Thorne shrugged. “You got me, but look at the price tags-people are shelling out big bucks for that garbage. Somebody believes it’s authentic.”

“And he knows about the lungs,” I said. “Griffin does, that they were eaten. He calls the guy a ‘maneater,’ not just a killer. That information hasn’t been released to the press.”

Thorne nodded thoughtfully. “True.”

Ralph let out a few choice words about what he thought of Griffin and his little business enterprise. Even though I was used to the rough language of cops, Ralph managed to phrase things in ways I’d never even heard before, but I found myself agreeing with the sentiment of everything he said.

I was glad to follow up on this, but Fort Atkinson was an hour away. I asked Thorne, “If Griffin lives in Fort Atkinson, will that be a jurisdictional problem?”

He deferred to Ralph who gave a knowing half grin. “That’s one of the advantages of having me here, bro. If Griffin’s selling crime scene tape from a homicide in Illinois, we have an interstate connection. And that means it’s under my jurisdiction.”

He might have been stretching things a bit, but it worked for me.

In the garage we found out that Radar had taken our cruiser, but Thorne signed off for Ralph and me to use an undercover sedan that was typically used on drug busts. Ralph asked him, “Has this guy Griffin ever surfaced before? Any priors?”

“No. Thompson checked his record right off the bat. Apparently, he’s a celebrity in his own right in certain circles, though. An author named Heather Isle-she writes those true crime books-anyway, she uses him as one of her ‘expert’ sources.” Thorne turned to me. “You know her, right? The true crime writer?”

“No, Saundra Weathers. A novelist. Writes mysteries. She lived in my hometown, back when we were kids.”

“It was…” I could see him struggling to find the right words. “The Weathers’ tree house, right? Where you found-”

“Not theirs, exactly. No. But it was next to their property.”

Thorne knew this was a touchy subject for me and he let it go at that. “Well, go have a talk with Griffin. See what he can tell us about the police tape and how he knows it was from the scene of a ‘maneater.’”

We briefly discussed the observations Ralph and I had come up with while we were at the restaurant and at my desk a few minutes ago.
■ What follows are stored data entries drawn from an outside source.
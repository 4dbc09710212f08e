// Data Model Module
//
// This module defines the logical data model a realization is built on: its
// aliased tables, the joins between them, and the canonical join tree derived
// from a fact table and a join sequence.

use std::collections::HashMap;
use std::fmt;
use serde::{Serialize, Deserialize};

use super::column::{TableDesc, TblColRef};

/// Join types supported by data models
#[derive(Debug, Clone, Copy, PartialEq, Eq, Hash, Serialize, Deserialize)]
pub enum JoinType {
    Inner,
    Left,
}

impl fmt::Display for JoinType {
    fn fmt(&self, f: &mut fmt::Formatter<'_>) -> fmt::Result {
        match self {
            JoinType::Inner => write!(f, "INNER"),
            JoinType::Left => write!(f, "LEFT"),
        }
    }
}

/// An equi-join between a foreign-key side and a primary-key side.
///
/// Key lists are non-empty and parallel; deserialization goes through the
/// same check as `JoinDesc::new`.
#[derive(Debug, Clone, PartialEq, Eq, Hash, Serialize, Deserialize)]
#[serde(try_from = "JoinDescFields")]
pub struct JoinDesc {
    join_type: JoinType,
    /// Columns on the referencing side, parallel to `primary_key`
    foreign_key: Vec<TblColRef>,
    /// Columns on the referenced (lookup) side
    primary_key: Vec<TblColRef>,
}

#[derive(Deserialize)]
struct JoinDescFields {
    join_type: JoinType,
    foreign_key: Vec<TblColRef>,
    primary_key: Vec<TblColRef>,
}

impl TryFrom<JoinDescFields> for JoinDesc {
    type Error = String;

    fn try_from(fields: JoinDescFields) -> Result<Self, String> {
        JoinDesc::new(fields.join_type, fields.foreign_key, fields.primary_key)
    }
}

impl JoinDesc {
    /// Create a join; key lists must be parallel
    pub fn new(join_type: JoinType, foreign_key: Vec<TblColRef>, primary_key: Vec<TblColRef>) -> Result<Self, String> {
        if foreign_key.is_empty() || foreign_key.len() != primary_key.len() {
            return Err(format!(
                "join keys must be non-empty and parallel, got {} foreign and {} primary",
                foreign_key.len(),
                primary_key.len()
            ));
        }
        Ok(JoinDesc { join_type, foreign_key, primary_key })
    }

    pub fn join_type(&self) -> JoinType {
        self.join_type
    }

    pub fn foreign_key(&self) -> &[TblColRef] {
        &self.foreign_key
    }

    pub fn primary_key(&self) -> &[TblColRef] {
        &self.primary_key
    }

    /// Swap every key column `rebind` maps to a new reference; lengths
    /// are preserved
    pub(crate) fn rebind_columns(&mut self, rebind: &impl Fn(&TblColRef) -> Option<TblColRef>) {
        for col in self.foreign_key.iter_mut().chain(self.primary_key.iter_mut()) {
            if let Some(to) = rebind(col) {
                *col = to;
            }
        }
    }

    /// Alias of the referencing side
    pub fn fk_alias(&self) -> &str {
        self.foreign_key[0].table_alias()
    }

    /// Alias of the referenced side
    pub fn pk_alias(&self) -> &str {
        self.primary_key[0].table_alias()
    }
}

impl fmt::Display for JoinDesc {
    fn fmt(&self, f: &mut fmt::Formatter<'_>) -> fmt::Result {
        let conds: Vec<String> = self
            .foreign_key
            .iter()
            .zip(&self.primary_key)
            .map(|(fk, pk)| format!("{} = {}", fk, pk))
            .collect();
        write!(f, "{} JOIN {} ON {}", self.join_type, self.pk_alias(), conds.join(" AND "))
    }
}

/// A table as it appears in a model, under its canonical alias
#[derive(Debug, Clone, PartialEq, Eq, Serialize, Deserialize)]
pub struct TableRef {
    alias: String,
    table: TableDesc,
}

impl TableRef {
    pub fn new(alias: impl Into<String>, table: TableDesc) -> Self {
        TableRef { alias: alias.into(), table }
    }

    pub fn alias(&self) -> &str {
        &self.alias
    }

    pub fn table(&self) -> &TableDesc {
        &self.table
    }

    /// Resolve a column of this table under the canonical alias
    pub fn column(&self, name: &str) -> Option<TblColRef> {
        let col = self.table.find_column(name)?;
        Some(TblColRef::new(self.alias.clone(), self.table.name(), col.clone()))
    }
}

/// A logical data model: a root fact table plus aliased lookup tables
#[derive(Debug, Clone, Serialize, Deserialize)]
pub struct DataModelDesc {
    name: String,
    root_fact: TableRef,
    lookups: Vec<TableRef>,
    joins: Vec<JoinDesc>,
}

impl DataModelDesc {
    pub fn new(name: impl Into<String>, root_fact: TableRef, lookups: Vec<TableRef>, joins: Vec<JoinDesc>) -> Self {
        DataModelDesc {
            name: name.into(),
            root_fact,
            lookups,
            joins,
        }
    }

    pub fn name(&self) -> &str {
        &self.name
    }

    pub fn root_fact(&self) -> &TableRef {
        &self.root_fact
    }

    pub fn joins(&self) -> &[JoinDesc] {
        &self.joins
    }

    /// Look up a model table by canonical alias
    pub fn find_table(&self, alias: &str) -> Option<&TableRef> {
        std::iter::once(&self.root_fact)
            .chain(self.lookups.iter())
            .find(|t| t.alias().eq_ignore_ascii_case(alias))
    }

    /// The model's join tree rooted at its fact table
    pub fn joins_tree(&self) -> JoinsTree {
        JoinsTree::new(self.root_fact.alias(), &self.joins)
    }
}

/// One node of a join tree: a table alias and the join that reached it
#[derive(Debug, Clone, PartialEq, Eq, Serialize, Deserialize)]
pub struct Chain {
    pub alias: String,
    /// None for the root
    pub join: Option<JoinDesc>,
    pub parent: Option<String>,
}

/// Canonical join graph rooted at a fact table.
///
/// Joins whose foreign-key side is not yet reachable from the root are
/// attached as soon as their parent is; joins that never connect are kept in
/// `unattached` so matching can reject them explicitly.
#[derive(Debug, Clone, PartialEq, Eq, Serialize, Deserialize)]
pub struct JoinsTree {
    root: String,
    chains: HashMap<String, Chain>,
    unattached: Vec<JoinDesc>,
}

impl JoinsTree {
    pub fn new(root_alias: &str, joins: &[JoinDesc]) -> Self {
        let mut chains = HashMap::new();
        chains.insert(
            root_alias.to_string(),
            Chain { alias: root_alias.to_string(), join: None, parent: None },
        );

        let mut pending: Vec<JoinDesc> = joins.to_vec();
        loop {
            let before = pending.len();
            pending.retain(|join| {
                if !chains.contains_key(join.fk_alias()) || chains.contains_key(join.pk_alias()) {
                    return true;
                }
                chains.insert(
                    join.pk_alias().to_string(),
                    Chain {
                        alias: join.pk_alias().to_string(),
                        join: Some(join.clone()),
                        parent: Some(join.fk_alias().to_string()),
                    },
                );
                false
            });
            if pending.len() == before {
                break;
            }
        }

        JoinsTree {
            root: root_alias.to_string(),
            chains,
            unattached: pending,
        }
    }

    pub fn root_alias(&self) -> &str {
        &self.root
    }

    /// The join that brought `alias` into the tree
    pub fn join_of(&self, alias: &str) -> Option<&JoinDesc> {
        self.chains.get(alias).and_then(|c| c.join.as_ref())
    }

    pub fn parent_of(&self, alias: &str) -> Option<&str> {
        self.chains.get(alias).and_then(|c| c.parent.as_deref())
    }

    pub fn contains(&self, alias: &str) -> bool {
        self.chains.contains_key(alias)
    }

    pub fn len(&self) -> usize {
        self.chains.len()
    }

    pub fn is_empty(&self) -> bool {
        self.chains.is_empty()
    }

    /// Joins that could not be reached from the root
    pub fn unattached(&self) -> &[JoinDesc] {
        &self.unattached
    }

    /// Path of aliases from the root down to `alias`, inclusive
    pub fn path_to(&self, alias: &str) -> Option<Vec<String>> {
        let mut path = vec![alias.to_string()];
        let mut current = self.chains.get(alias)?;
        while let Some(parent) = &current.parent {
            path.push(parent.clone());
            current = self.chains.get(parent)?;
        }
        path.reverse();
        Some(path)
    }
}
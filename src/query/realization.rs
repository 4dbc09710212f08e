// Realization Contract
//
// What the query context needs to know about a realization assigned by
// routing, plus the record of why candidates were rejected.

use std::collections::HashMap;
use std::fmt;

/// Kinds of precomputed structures routing can pick
#[derive(Debug, Clone, Copy, PartialEq, Eq, Hash)]
pub enum RealizationType {
    Cube,
    Hybrid,
    Streaming,
    RawTable,
}

impl fmt::Display for RealizationType {
    fn fmt(&self, f: &mut fmt::Formatter<'_>) -> fmt::Result {
        let s = match self {
            RealizationType::Cube => "CUBE",
            RealizationType::Hybrid => "HYBRID",
            RealizationType::Streaming => "STREAMING",
            RealizationType::RawTable => "RAW_TABLE",
        };
        write!(f, "{}", s)
    }
}

/// A precomputed structure that can answer a query
pub trait Realization: Send + Sync + fmt::Debug {
    fn name(&self) -> &str;

    fn realization_type(&self) -> RealizationType;

    /// Whether rows read from this realization carry precalculated measure
    /// fields that need rewriting back into SQL aggregates
    fn provides_precalculated_fields(&self) -> bool;
}

/// Why a candidate realization could not serve a context
#[derive(Debug, Clone, PartialEq, Eq)]
pub enum IncapableReason {
    ModelUnmatched,
    NotContainAllColumn(Vec<String>),
    NotContainAllMeasure(Vec<String>),
    UnsupportedJoin(String),
    Other(String),
}

impl fmt::Display for IncapableReason {
    fn fmt(&self, f: &mut fmt::Formatter<'_>) -> fmt::Result {
        match self {
            IncapableReason::ModelUnmatched => write!(f, "model unmatched"),
            IncapableReason::NotContainAllColumn(cols) => write!(f, "missing columns: {}", cols.join(", ")),
            IncapableReason::NotContainAllMeasure(ms) => write!(f, "missing measures: {}", ms.join(", ")),
            IncapableReason::UnsupportedJoin(j) => write!(f, "unsupported join: {}", j),
            IncapableReason::Other(s) => write!(f, "{}", s),
        }
    }
}

/// Rejection log filled while routing tries candidates
#[derive(Debug, Clone, Default)]
pub struct RealizationCheck {
    model_incapable: HashMap<String, Vec<IncapableReason>>,
    realization_incapable: HashMap<String, Vec<IncapableReason>>,
}

impl RealizationCheck {
    pub fn new() -> Self {
        Self::default()
    }

    pub fn add_model_incapable(&mut self, model: &str, reason: IncapableReason) {
        self.model_incapable.entry(model.to_string()).or_default().push(reason);
    }

    pub fn add_realization_incapable(&mut self, realization: &str, reason: IncapableReason) {
        self.realization_incapable
            .entry(realization.to_string())
            .or_default()
            .push(reason);
    }

    pub fn model_reasons(&self, model: &str) -> &[IncapableReason] {
        self.model_incapable.get(model).map(Vec::as_slice).unwrap_or(&[])
    }

    pub fn realization_reasons(&self, realization: &str) -> &[IncapableReason] {
        self.realization_incapable
            .get(realization)
            .map(Vec::as_slice)
            .unwrap_or(&[])
    }

    pub fn is_empty(&self) -> bool {
        self.model_incapable.is_empty() && self.realization_incapable.is_empty()
    }
}
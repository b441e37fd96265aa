//! Membership Module Tests
//!
//! Validates the peer link layer and the dispatcher in front of it.
//!
//! ## Test Scopes
//! - **Handshake**: descriptor layout and both sides of the exchange.
//! - **Dispatcher**: tag routing, dropping unknown or malformed frames, queue timeouts.
//! - **Links**: two services on localhost linking, exchanging frames and reporting a lost peer.

#[cfg(test)]
mod tests {
    use bytes::Bytes;
    use std::sync::Arc;
    use std::time::Duration;
    use tokio::net::TcpListener;

    use crate::election::types::Vote;
    use crate::membership::dispatcher::{MessageDispatcher, MessageQueue, ReplicaKind};
    use crate::membership::handshake::{accept, dial, encode_descriptor, read_descriptor};
    use crate::membership::service::{LinkChannels, LinkConfig, MembershipService};
    use crate::membership::types::{InboundFrame, LinkError, NodeDescriptor, NodeId};
    use crate::node::status::StatusHandle;
    use crate::partition::types::SlotRange;
    use crate::protocol::client::{ClientMessage, ClientRequest};
    use crate::protocol::frame::{PeerFrame, PeerMessage};

    fn descriptor(id: i32, candidate: bool) -> NodeDescriptor {
        NodeDescriptor {
            node_id: NodeId(id),
            is_controller_candidate: candidate,
            ip: "127.0.0.1".to_string(),
            client_port: 6000 + id as u16,
        }
    }

    fn test_link_config() -> LinkConfig {
        LinkConfig {
            connect_timeout: Duration::from_secs(1),
            handshake_timeout: Duration::from_secs(1),
            retry_interval: Duration::from_secs(60),
        }
    }

    async fn start_service(
        id: i32,
    ) -> (Arc<MembershipService>, LinkChannels, String, StatusHandle) {
        let status = StatusHandle::new();
        let (service, channels) =
            MembershipService::new(descriptor(id, true), test_link_config(), status.clone());
        let listener = TcpListener::bind("127.0.0.1:0").await.unwrap();
        let addr = listener.local_addr().unwrap().to_string();
        service.start(listener);
        (service, channels, addr, status)
    }

    // ============================================================
    // HANDSHAKE TESTS
    // ============================================================

    #[test]
    fn test_descriptor_layout() {
        let encoded = encode_descriptor(&NodeDescriptor {
            node_id: NodeId(3),
            is_controller_candidate: true,
            ip: "10.0.0.1".to_string(),
            client_port: 7000,
        });

        let mut expected = vec![0, 0, 0, 3, 0, 0, 0, 1, 0, 0, 0, 8];
        expected.extend_from_slice(b"10.0.0.1");
        expected.extend_from_slice(&7000i32.to_be_bytes());
        assert_eq!(encoded.as_ref(), expected.as_slice());
    }

    #[tokio::test]
    async fn test_handshake_exchanges_descriptors() {
        let (mut a, mut b) = tokio::io::duplex(1024);
        let left = descriptor(1, true);
        let right = descriptor(2, false);

        let (dialed, accepted) = tokio::join!(
            dial(&mut a, &left, Duration::from_secs(1), "right"),
            accept(&mut b, &right, Duration::from_secs(1), "left"),
        );

        assert_eq!(dialed.unwrap(), right);
        assert_eq!(accepted.unwrap(), left);
    }

    #[tokio::test]
    async fn test_handshake_rejects_bad_candidate_flag() {
        let mut raw = vec![0, 0, 0, 1, 0, 0, 0, 5];
        raw.extend_from_slice(&[0, 0, 0, 0, 0, 0, 0, 80]);
        let mut reader = raw.as_slice();

        assert!(read_descriptor(&mut reader).await.is_err());
    }

    #[tokio::test]
    async fn test_handshake_times_out_without_answer() {
        let (mut a, _b) = tokio::io::duplex(1024);

        let err = dial(&mut a, &descriptor(1, true), Duration::from_millis(50), "silent")
            .await
            .unwrap_err();

        assert!(matches!(err, LinkError::Handshake { .. }));
    }

    // ============================================================
    // DISPATCHER TESTS
    // ============================================================

    #[tokio::test]
    async fn test_dispatcher_routes_by_tag() {
        let dispatcher = MessageDispatcher::new();
        let vote = Vote {
            voter_node_id: NodeId(1),
            controller_node_id: NodeId(1),
            round: 1,
        };

        for message in [
            PeerMessage::Vote(vote),
            PeerMessage::NodeSlots(vec![SlotRange::new(1, 100)]),
            PeerMessage::ControllerNodeId(NodeId(3)),
            PeerMessage::PromoteReplicas(vec![SlotRange::new(101, 200)]),
        ] {
            dispatcher.dispatch(InboundFrame {
                from: NodeId(1),
                frame: message.encode().unwrap(),
            });
        }

        let timeout = Duration::from_millis(100);
        assert_eq!(dispatcher.votes.take_timeout(timeout).await, Some(vote));
        assert_eq!(
            dispatcher.node_slots.take_timeout(timeout).await,
            Some(vec![SlotRange::new(1, 100)])
        );
        assert_eq!(
            dispatcher.controller_node_id.take_timeout(timeout).await,
            Some(NodeId(3))
        );
        assert_eq!(
            dispatcher.promote_replicas.take_timeout(timeout).await,
            Some(vec![SlotRange::new(101, 200)])
        );
        assert!(dispatcher.replica_node_id.drain().is_empty());
    }

    #[tokio::test]
    async fn test_dispatcher_tags_replica_requests_with_sender() {
        let dispatcher = MessageDispatcher::new();
        let request = ClientMessage::request(ClientRequest::Subscribe {
            service_name: "orders".to_string(),
        });

        dispatcher.dispatch(InboundFrame {
            from: NodeId(4),
            frame: PeerMessage::ReplicaHeartbeat(request.clone()).encode().unwrap(),
        });

        let forwarded = dispatcher
            .replica_requests
            .take_timeout(Duration::from_millis(100))
            .await
            .unwrap();
        assert_eq!(forwarded.from, NodeId(4));
        assert_eq!(forwarded.kind, ReplicaKind::Heartbeat);
        assert_eq!(forwarded.message, request);
    }

    #[test]
    fn test_dispatcher_drops_unknown_and_malformed_frames() {
        let dispatcher = MessageDispatcher::new();

        dispatcher.dispatch(InboundFrame {
            from: NodeId(1),
            frame: PeerFrame {
                message_type: 77,
                payload: Bytes::from_static(b"junk"),
            },
        });
        dispatcher.dispatch(InboundFrame {
            from: NodeId(1),
            frame: PeerFrame {
                message_type: 1,
                payload: Bytes::from_static(b"ab"),
            },
        });

        assert!(dispatcher.votes.drain().is_empty());
    }

    #[tokio::test]
    async fn test_queue_take_timeout_and_drain() {
        let queue: MessageQueue<u32> = MessageQueue::new();

        assert_eq!(queue.take_timeout(Duration::from_millis(20)).await, None);

        queue.push(1);
        queue.push(2);
        queue.push(3);
        assert_eq!(queue.take().await, Some(1));
        assert_eq!(queue.drain(), vec![2, 3]);
    }

    // ============================================================
    // LINK TESTS
    // ============================================================

    #[tokio::test]
    async fn test_two_nodes_link_and_exchange_frames() {
        let (a, mut a_channels, _a_addr, _a_status) = start_service(1).await;
        let (b, mut b_channels, b_addr, _b_status) = start_service(2).await;

        let remote = a.connect(&b_addr).await.unwrap();
        assert_eq!(remote.node_id, NodeId(2));
        assert!(a.is_connected(NodeId(2)));
        assert!(
            b.wait_until("node 1", |m| m.is_connected(NodeId(1)))
                .await
        );
        assert_eq!(b.peer(NodeId(1)).unwrap().client_port, 6001);

        a.send(NodeId(2), &PeerMessage::ControllerNodeId(NodeId(1)))
            .unwrap();
        let inbound = tokio::time::timeout(Duration::from_secs(2), b_channels.inbound.recv())
            .await
            .unwrap()
            .unwrap();
        assert_eq!(inbound.from, NodeId(1));
        assert_eq!(
            PeerMessage::decode(&inbound.frame).unwrap(),
            PeerMessage::ControllerNodeId(NodeId(1))
        );

        let sent = b.broadcast(vec![NodeId(1), NodeId(9)], &PeerMessage::ReplicaNodeId(NodeId(2)));
        assert_eq!(sent, 1);
        let inbound = tokio::time::timeout(Duration::from_secs(2), a_channels.inbound.recv())
            .await
            .unwrap()
            .unwrap();
        assert_eq!(inbound.from, NodeId(2));
    }

    #[tokio::test]
    async fn test_lost_peer_is_reported() {
        let (a, _a_channels, _a_addr, _a_status) = start_service(1).await;
        let (b, mut b_channels, b_addr, _b_status) = start_service(2).await;

        a.connect(&b_addr).await.unwrap();
        assert!(
            b.wait_until("node 1", |m| m.is_connected(NodeId(1)))
                .await
        );

        a.close_all();

        let lost = tokio::time::timeout(Duration::from_secs(2), b_channels.disconnects.recv())
            .await
            .unwrap();
        assert_eq!(lost, Some(NodeId(1)));
        assert!(!b.is_connected(NodeId(1)));
    }

    #[tokio::test]
    async fn test_send_to_unknown_node_fails() {
        let (a, _channels, _addr, _status) = start_service(1).await;

        assert!(matches!(
            a.send(NodeId(5), &PeerMessage::ControllerNodeId(NodeId(1))),
            Err(LinkError::NotConnected(NodeId(5)))
        ));
    }

    #[tokio::test]
    async fn test_unreachable_peer_is_parked() {
        let (a, _channels, _addr, status) = start_service(1).await;
        let listener = TcpListener::bind("127.0.0.1:0").await.unwrap();
        let dead = listener.local_addr().unwrap().to_string();
        drop(listener);

        assert!(a.connect_or_park(&dead).await.is_none());
        assert_eq!(a.parked_count(), 1);
        assert!(status.is_active());
    }
}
Thorne promised to assign the projects to the task force and contact us if they came up with anything, then he left, and Ralph and I climbed into the UC car. I called in to check Griffin’s DMV records and got his address.

“So I’m curious,” Ralph said when I got off the radio. “What did you find in the tree house?”

“I’ll tell you on the way.”

Plainfield, Wisconsin

Joshua caught hold of Adele Westin as she swayed, then supported her as she lost consciousness and drifted into his arms.

He lowered her gently to the kitchen’s linoleum floor.

The drugs he’d used on her were powerful and she didn’t wake up, not even when he brought out the pruning shears to get the item he’d decided to leave behind for her fiance to show him how serious he was about his demands.

He left the note detailing what needed to happen before five o’clock, and after placing the proof in the refrigerator that he had Adele, Joshua carried her to the Ford Taurus and laid her in the trunk.

Then left for Milwaukee.

For the train yards.

Being mid-November in Wisconsin, it was starting to get dark early. Based on the drive time, he figured he’d be able to get started on her right when he needed to, just before the gloaming.